Gerard doesn’t have anyone supernatural oracles to blame his actions on. Instead, he insists that the Argents are at war with the supernatural. Whereas the Code argues that the Argents should only hunt in response to violence ("We hunt those who hunt us"), as embodied by Chris's interpretation, Gerard steadfastly rejects that position. He announces in Omega (2x01) that he's going after every one of them because they killed Kate, despite knowing that isn't his real motivation or that Kate struck first. After sharing the parable of the Scorpion and the Frog, he declares he "know[s] a werewolf's nature" in Visionary (3x08). He declaims on La Bête's murderous tendencies in Damnatio Memoriae (5x12) as if it were an exemplar of a werewolf rather than just another serial killer.
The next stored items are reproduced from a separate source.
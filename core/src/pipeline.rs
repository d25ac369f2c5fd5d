use serde::Serialize;
use std::sync::atomic::{AtomicU64, Ordering};
use std::sync::Arc;
use std::time::Duration;
use time::OffsetDateTime;
use tokio::task::JoinHandle;
use tracing::{debug, error, info, warn};

use crate::buffer::{ingestion_buffer, Batch, BatchReceiver, BufferHandle, CloseReason};
use crate::config::PipelineConfig;
use crate::error::{BufferError, PipelineError, SinkError, SourceError};
use crate::normalizer::Normalizer;
use crate::persist::RecordStore;
use crate::record::{NormalizedRecord, RawRecord, ScoredRecord};
use crate::retry::Backoff;
use crate::sentiment::SentimentClassifier;
use crate::source::{Pulled, RecordSource};
use crate::trending::SharedTrends;

#[derive(Debug, Clone, Default, PartialEq, Eq, Serialize)]
pub struct PipelineReport {
    pub batches: u64,
    pub size_batches: u64,
    pub age_batches: u64,
    pub shutdown_batches: u64,
    pub records: u64,
    pub persisted: u64,
    pub skipped: u64,
    pub sink_retries: u64,
}

#[derive(Debug, Default)]
struct IngestCounters {
    admitted: AtomicU64,
    skipped: AtomicU64,
}

/// Writes batches to a [`RecordStore`] with a per-call timeout and bounded
/// exponential backoff between attempts.
pub struct SinkWriter {
    store: Arc<dyn RecordStore>,
    timeout: Duration,
    backoff: Backoff,
    /// Timed-out attempts that may still land; settled before the next batch.
    stragglers: Vec<JoinHandle<Result<usize, SinkError>>>,
}

impl SinkWriter {
    pub fn new(store: Arc<dyn RecordStore>, timeout: Duration, backoff: Backoff) -> Self {
        Self { store, timeout, backoff, stragglers: Vec::new() }
    }

    /// Persist one batch. Returns `(rows, retries)` on success.
    pub async fn write(&mut self, records: Arc<Vec<ScoredRecord>>) -> Result<(usize, u32), PipelineError> {
        self.settle_stragglers().await;
        let mut attempt = 0u32;
        loop {
            let store = self.store.clone();
            let batch = records.clone();
            let mut task = tokio::task::spawn_blocking(move || store.upsert(&batch));
            let result = match tokio::time::timeout(self.timeout, &mut task).await {
                Ok(Ok(res)) => res,
                Ok(Err(join)) => Err(SinkError::Unavailable(format!("write task failed: {join}"))),
                Err(_) => {
                    self.stragglers.push(task);
                    Err(SinkError::Timeout(self.timeout))
                }
            };
            match result {
                Ok(rows) => {
                    self.settle_stragglers().await;
                    return Ok((rows, attempt));
                }
                Err(err) if err.is_retryable() && self.backoff.allows(attempt) => {
                    let delay = self.backoff.delay(attempt);
                    warn!(attempt = attempt + 1, ?delay, error = %err, "persistence write failed; retrying");
                    tokio::time::sleep(delay).await;
                    attempt += 1;
                }
                Err(err) => {
                    error!(attempts = attempt + 1, error = %err, "persistence write failed");
                    return Err(PipelineError::Sink { attempts: attempt + 1, source: err });
                }
            }
        }
    }

    /// Wait (bounded) for timed-out writes so they cannot land after a later batch.
    async fn settle_stragglers(&mut self) {
        for handle in self.stragglers.drain(..) {
            if tokio::time::timeout(self.timeout, handle).await.is_err() {
                warn!("a timed-out persistence write is still pending");
            }
        }
    }
}

/// Normalizes and scores records. Holds only immutable state.
pub struct Scorer {
    normalizer: Normalizer,
    classifier: SentimentClassifier,
}

impl Scorer {
    pub fn new(normalizer: Normalizer, classifier: SentimentClassifier) -> Self {
        Self { normalizer, classifier }
    }

    pub fn score(&self, raw: RawRecord) -> ScoredRecord {
        let normalized = self.normalizer.normalize(&raw.text);
        let (label, compound) = self.classifier.classify(&normalized.tokens);
        ScoredRecord {
            record: NormalizedRecord { raw, tokens: normalized.tokens, normalized_text: normalized.text },
            label,
            compound,
        }
    }

    pub fn score_batch(&self, batch: Batch) -> Vec<ScoredRecord> {
        batch.records.into_iter().map(|raw| self.score(raw)).collect()
    }
}

/// Wires ingestion buffer → normalizer → {classifier, trending window} → sink.
pub struct Pipeline {
    config: PipelineConfig,
    scorer: Scorer,
    trends: SharedTrends,
    store: Arc<dyn RecordStore>,
    handle: BufferHandle,
    receiver: BatchReceiver,
}

impl Pipeline {
    pub fn new(config: PipelineConfig, store: Arc<dyn RecordStore>) -> Result<Self, PipelineError> {
        config.validate()?;
        let scorer = Scorer::new(config.normalizer(), config.classifier()?);
        let trends = SharedTrends::new(config.window());
        let (handle, receiver) = ingestion_buffer(config.max_batch_size, config.max_batch_age(), config.buffer_capacity_factor);
        Ok(Self { config, scorer, trends, store, handle, receiver })
    }

    pub fn config(&self) -> &PipelineConfig {
        &self.config
    }

    pub fn scorer(&self) -> &Scorer {
        &self.scorer
    }

    /// Producer handle; `shutdown()` on it starts a graceful stop.
    pub fn handle(&self) -> BufferHandle {
        self.handle.clone()
    }

    pub fn trends(&self) -> SharedTrends {
        self.trends.clone()
    }

    pub fn store(&self) -> Arc<dyn RecordStore> {
        self.store.clone()
    }

    /// Run until the source ends, the handle is shut down, or a fatal error.
    /// Every record admitted before shutdown is persisted before returning.
    pub async fn run<S: RecordSource + 'static>(self, source: S) -> Result<PipelineReport, PipelineError> {
        let Pipeline { config, scorer, trends, store, handle, mut receiver } = self;

        let counters = Arc::new(IngestCounters::default());
        let producer = tokio::spawn(ingest(source, handle.clone(), config.source_backoff(), counters.clone()));
        let mut writer = SinkWriter::new(store, config.sink_timeout(), config.sink_backoff());
        let mut report = PipelineReport::default();

        info!(max_batch_size = config.max_batch_size, window_secs = config.window_secs, "pipeline started");
        while let Some(batch) = receiver.next_batch().await {
            report.batches += 1;
            match batch.reason {
                CloseReason::Size => report.size_batches += 1,
                CloseReason::Age => report.age_batches += 1,
                CloseReason::Shutdown => report.shutdown_batches += 1,
            }
            let scored = scorer.score_batch(batch);
            report.records += scored.len() as u64;

            let inserted = trends.insert_many(
                scored.iter().map(|s| (s.id(), s.record.tokens.as_slice())),
                OffsetDateTime::now_utc(),
            );
            debug!(records = scored.len(), inserted, "batch added to trending window");

            match writer.write(Arc::new(scored)).await {
                Ok((rows, retries)) => {
                    report.persisted += rows as u64;
                    report.sink_retries += u64::from(retries);
                    info!(batch = report.batches, rows, "batch persisted");
                }
                Err(err) => {
                    handle.shutdown();
                    producer.abort();
                    return Err(err);
                }
            }
        }

        if !producer.is_finished() {
            producer.abort();
        }
        let ingest_result = match producer.await {
            Ok(result) => result,
            Err(join) if join.is_cancelled() => Ok(()),
            Err(join) => Err(PipelineError::Aborted(join.to_string())),
        };
        report.skipped = counters.skipped.load(Ordering::Relaxed);
        info!(
            batches = report.batches,
            records = report.records,
            admitted = counters.admitted.load(Ordering::Relaxed),
            skipped = report.skipped,
            "pipeline stopped"
        );
        ingest_result.map(|()| report)
    }
}

/// Producer loop: pull, validate, admit. Rate limits back off and retry;
/// anything else fatal closes the buffer so the consumer can drain.
async fn ingest<S: RecordSource>(
    mut source: S,
    handle: BufferHandle,
    backoff: Backoff,
    counters: Arc<IngestCounters>,
) -> Result<(), PipelineError> {
    let mut retries = 0u32;
    loop {
        let pulled = match source.pull().await {
            Ok(pulled) => {
                retries = 0;
                pulled
            }
            Err(err) if err.is_retryable() && backoff.allows(retries) => {
                let delay = match &err {
                    SourceError::RateLimited { retry_after: Some(hint) } => *hint,
                    _ => backoff.delay(retries),
                };
                warn!(attempt = retries + 1, ?delay, error = %err, "ingestion source throttled; backing off");
                retries += 1;
                tokio::time::sleep(delay).await;
                continue;
            }
            Err(err) => {
                error!(error = %err, "ingestion source failed");
                handle.shutdown();
                return Err(PipelineError::Ingestion(err));
            }
        };

        match pulled {
            Pulled::EndOfStream => {
                info!("ingestion source reached end of stream");
                handle.shutdown();
                return Ok(());
            }
            Pulled::Malformed(reason) => {
                warn!(%reason, "skipping malformed record");
                counters.skipped.fetch_add(1, Ordering::Relaxed);
            }
            Pulled::Record(incoming) => match incoming.into_raw(OffsetDateTime::now_utc()) {
                Ok(raw) => match handle.accept(raw).await {
                    Ok(()) => {
                        counters.admitted.fetch_add(1, Ordering::Relaxed);
                    }
                    Err(BufferError::Closed) => {
                        debug!("buffer closed; ingestion stopping");
                        return Ok(());
                    }
                    Err(err @ BufferError::Backpressure { .. }) => {
                        // accept() waits for room, so this is not expected
                        warn!(error = %err, "record refused");
                        counters.skipped.fetch_add(1, Ordering::Relaxed);
                    }
                },
                Err(reason) => {
                    warn!(%reason, "skipping malformed record");
                    counters.skipped.fetch_add(1, Ordering::Relaxed);
                }
            },
        }
    }
}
Derek, in a way, is wrong. Gerard isn't declaring war at the beginning of Season 2, because he acts as if he's always been at war. You can see him calculating the use of cutting down the Nemeton (though we don't know for sure he did it); he orders Kate to destroy the Hales, innocent children included. He speaks in strategies and military terms. He quotes Sun Tzu as often as he does Shakespeare. His argument is clear that war not only justifies his family doing terrible things but demands it. "When it comes to survival," he announces in Master Plan (2x12), "I'd kill my own son." He argues that Allison, too, must ready herself to do terrible things because "She'll feel the ground shifting beneath her feet time and again in her life. It is our job to teach her how to keep standing" in Party Guessed (2x09). His first mission for his 18-year-old son is selling weapons to a criminal organization without telling him in Silverfinger (3x17).
One of the keys to note is that, also like MacBeth, Gerard doesn't regret this, not in the way that say Chris and Victoria do like when they wanted Allison to have a choice. In fact, he takes pride in the strength of his will, as the Scottish king has forgotten fear. He gloats when he thinks he has Scott on the ropes about his ability to get things done in Battlefield (2x11), "and if you haven't noticed, I have a very impressive means to motivate people." Even when defeated, he remains confident, as he boasts to Allison and Scott, "I don't go easily, though, do I?" He's proud of his actions as he shares with Liam in The Sword and The Spirit (5x14) "they would call me a necessary evil, but you can call me Gerard." He wants to transform his wicked violence into a legacy through the lens of war and necessity; his entire story in 6B is Gerard trying to reframe his terrible deeds as a legacy. Even when he's making a deal with a demon, the Anuk-Ite in Genotype (6x18), he's triumphant: "The legend is, is that you need silver to kill a werewolf. The truth? You need an Argent."
While both MacBeth and Gerard try to position themselves as not as other men, their ends are the same. They are not kings or generals; they're monsters. "Turn, hellhound, turn!" MacDuff cries to MacBeth at the beginning of the decisive battle, and Chris Argent condemns his own father; "If you're looking for rationality, I think he left that behind a long time ago." These men have talked themselves into evil, and they pay the price for it. They both pay the price for it as well. MacBeth, motivated by prophecy to do wicked deeds, doesn't think that prophecy can be against him, but it is, for Birnam Wood does come to Dunsinane. While Gerard, who always saw the interaction of supernatural and human as a war regardless of the individual participants, is destroyed by someone he refused to see as his own daughter.
The final irony would be that Gerard would quote MacBeth as part of his arrogance and vainglory, because he stands apart from other humans as one who hunts monsters, but like MacBeth, he would fail to see that his own arrogance caused his destruction.